The listing below needs to be copied in full, exactly.

◇ ◇ ◇ ◇ ◇ ◇ ◇

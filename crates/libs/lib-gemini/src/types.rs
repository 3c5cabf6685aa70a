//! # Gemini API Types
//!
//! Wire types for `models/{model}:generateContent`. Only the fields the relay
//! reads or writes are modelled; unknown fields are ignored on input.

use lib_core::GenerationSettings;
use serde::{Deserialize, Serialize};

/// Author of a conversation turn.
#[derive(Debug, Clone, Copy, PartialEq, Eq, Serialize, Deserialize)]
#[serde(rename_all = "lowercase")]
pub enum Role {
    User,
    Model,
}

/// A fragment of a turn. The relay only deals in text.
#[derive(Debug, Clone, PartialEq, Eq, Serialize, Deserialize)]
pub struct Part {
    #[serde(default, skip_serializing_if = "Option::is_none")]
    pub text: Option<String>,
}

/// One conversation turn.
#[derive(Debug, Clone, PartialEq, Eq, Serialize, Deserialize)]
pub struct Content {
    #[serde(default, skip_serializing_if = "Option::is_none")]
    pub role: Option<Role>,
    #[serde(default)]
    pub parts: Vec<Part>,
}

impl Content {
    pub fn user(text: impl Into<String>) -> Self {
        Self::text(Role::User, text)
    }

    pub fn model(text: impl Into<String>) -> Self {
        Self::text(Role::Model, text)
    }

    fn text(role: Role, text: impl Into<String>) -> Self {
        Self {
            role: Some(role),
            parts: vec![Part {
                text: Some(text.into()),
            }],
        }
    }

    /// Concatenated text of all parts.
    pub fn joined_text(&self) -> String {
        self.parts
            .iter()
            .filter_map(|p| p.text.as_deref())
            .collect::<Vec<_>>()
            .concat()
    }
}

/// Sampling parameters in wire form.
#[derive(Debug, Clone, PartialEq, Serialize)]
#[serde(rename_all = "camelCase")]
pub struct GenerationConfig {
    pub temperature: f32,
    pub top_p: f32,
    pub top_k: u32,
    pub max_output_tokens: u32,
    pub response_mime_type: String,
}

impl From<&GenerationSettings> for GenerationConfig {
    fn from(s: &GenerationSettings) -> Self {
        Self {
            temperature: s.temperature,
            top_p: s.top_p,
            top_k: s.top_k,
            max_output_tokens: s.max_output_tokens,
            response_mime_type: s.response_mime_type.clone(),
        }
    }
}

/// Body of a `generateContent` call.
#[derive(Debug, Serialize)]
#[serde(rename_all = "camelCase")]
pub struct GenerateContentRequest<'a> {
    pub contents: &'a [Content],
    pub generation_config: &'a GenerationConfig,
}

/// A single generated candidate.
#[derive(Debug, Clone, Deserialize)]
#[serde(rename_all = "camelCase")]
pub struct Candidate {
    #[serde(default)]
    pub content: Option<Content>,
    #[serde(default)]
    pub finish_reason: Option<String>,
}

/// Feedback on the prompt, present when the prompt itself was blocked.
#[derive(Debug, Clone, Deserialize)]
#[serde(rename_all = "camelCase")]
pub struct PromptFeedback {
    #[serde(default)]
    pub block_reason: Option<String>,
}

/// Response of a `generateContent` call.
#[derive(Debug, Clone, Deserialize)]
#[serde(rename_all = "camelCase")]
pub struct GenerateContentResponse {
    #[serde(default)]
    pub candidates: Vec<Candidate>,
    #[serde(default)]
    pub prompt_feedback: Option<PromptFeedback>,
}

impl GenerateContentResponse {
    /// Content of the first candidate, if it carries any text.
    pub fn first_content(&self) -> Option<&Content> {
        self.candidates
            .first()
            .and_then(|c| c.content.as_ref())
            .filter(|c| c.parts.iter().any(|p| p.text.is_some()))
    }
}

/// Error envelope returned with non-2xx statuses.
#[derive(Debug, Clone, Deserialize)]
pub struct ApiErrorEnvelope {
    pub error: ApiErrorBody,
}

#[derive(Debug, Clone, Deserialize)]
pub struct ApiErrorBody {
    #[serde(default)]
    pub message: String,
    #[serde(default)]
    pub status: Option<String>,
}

◇ ◇ ◇ ◇ ◇ ◇ ◇

Response for this exercise:
filename crates/libs/lib-gemini/src/types.rs
repository 3c5cabf6685aa70a
//! # Gemini API Types
//!
//! Wire types for `models/{model}:generateContent`. Only the fields the relay
//! reads or writes are modelled; unknown fields are ignored on input.

use lib_core::GenerationSettings;
use serde::{Deserialize, Serialize};

/// Author of a conversation turn.
#[derive(Debug, Clone, Copy, PartialEq, Eq, Serialize, Deserialize)]
#[serde(rename_all = "lowercase")]
pub enum Role {
    User,
    Model,
}

/// A fragment of a turn. The relay only deals in text.
#[derive(Debug, Clone, PartialEq, Eq, Serialize, Deserialize)]
pub struct Part {
    #[serde(default, skip_serializing_if = "Option::is_none")]
    pub text: Option<String>,
}

/// One conversation turn.
#[derive(Debug, Clone, PartialEq, Eq, Serialize, Deserialize)]
pub struct Content {
    #[serde(default, skip_serializing_if = "Option::is_none")]
    pub role: Option<Role>,
    #[serde(default)]
    pub parts: Vec<Part>,
}

impl Content {
    pub fn user(text: impl Into<String>) -> Self {
        Self::text(Role::User, text)
    }

    pub fn model(text: impl Into<String>) -> Self {
        Self::text(Role::Model, text)
    }

    fn text(role: Role, text: impl Into<String>) -> Self {
        Self {
            role: Some(role),
            parts: vec![Part {
                text: Some(text.into()),
            }],
        }
    }

    /// Concatenated text of all parts.
    pub fn joined_text(&self) -> String {
        self.parts
            .iter()
            .filter_map(|p| p.text.as_deref())
            .collect::<Vec<_>>()
            .concat()
    }
}

/// Sampling parameters in wire form.
#[derive(Debug, Clone, PartialEq, Serialize)]
#[serde(rename_all = "camelCase")]
pub struct GenerationConfig {
    pub temperature: f32,
    pub top_p: f32,
    pub top_k: u32,
    pub max_output_tokens: u32,
    pub response_mime_type: String,
}

impl From<&GenerationSettings> for GenerationConfig {
    fn from(s: &GenerationSettings) -> Self {
        Self {
            temperature: s.temperature,
            top_p: s.top_p,
            top_k: s.top_k,
            max_output_tokens: s.max_output_tokens,
            response_mime_type: s.response_mime_type.clone(),
        }
    }
}

/// Body of a `generateContent` call.
#[derive(Debug, Serialize)]
#[serde(rename_all = "camelCase")]
pub struct GenerateContentRequest<'a> {
    pub contents: &'a [Content],
    pub generation_config: &'a GenerationConfig,
}

/// A single generated candidate.
#[derive(Debug, Clone, Deserialize)]
#[serde(rename_all = "camelCase")]
pub struct Candidate {
    #[serde(default)]
    pub content: Option<Content>,
    #[serde(default)]
    pub finish_reason: Option<String>,
}

/// Feedback on the prompt, present when the prompt itself was blocked.
#[derive(Debug, Clone, Deserialize)]
#[serde(rename_all = "camelCase")]
pub struct PromptFeedback {
    #[serde(default)]
    pub block_reason: Option<String>,
}

/// Response of a `generateContent` call.
#[derive(Debug, Clone, Deserialize)]
#[serde(rename_all = "camelCase")]
pub struct GenerateContentResponse {
    #[serde(default)]
    pub candidates: Vec<Candidate>,
    #[serde(default)]
    pub prompt_feedback: Option<PromptFeedback>,
}

impl GenerateContentResponse {
    /// Content of the first candidate, if it carries any text.
    pub fn first_content(&self) -> Option<&Content> {
        self.candidates
            .first()
            .and_then(|c| c.content.as_ref())
            .filter(|c| c.parts.iter().any(|p| p.text.is_some()))
    }
}

/// Error envelope returned with non-2xx statuses.
#[derive(Debug, Clone, Deserialize)]
pub struct ApiErrorEnvelope {
    pub error: ApiErrorBody,
}

#[derive(Debug, Clone, Deserialize)]
pub struct ApiErrorBody {
    #[serde(default)]
    pub message: String,
    #[serde(default)]
    pub status: Option<String>,
}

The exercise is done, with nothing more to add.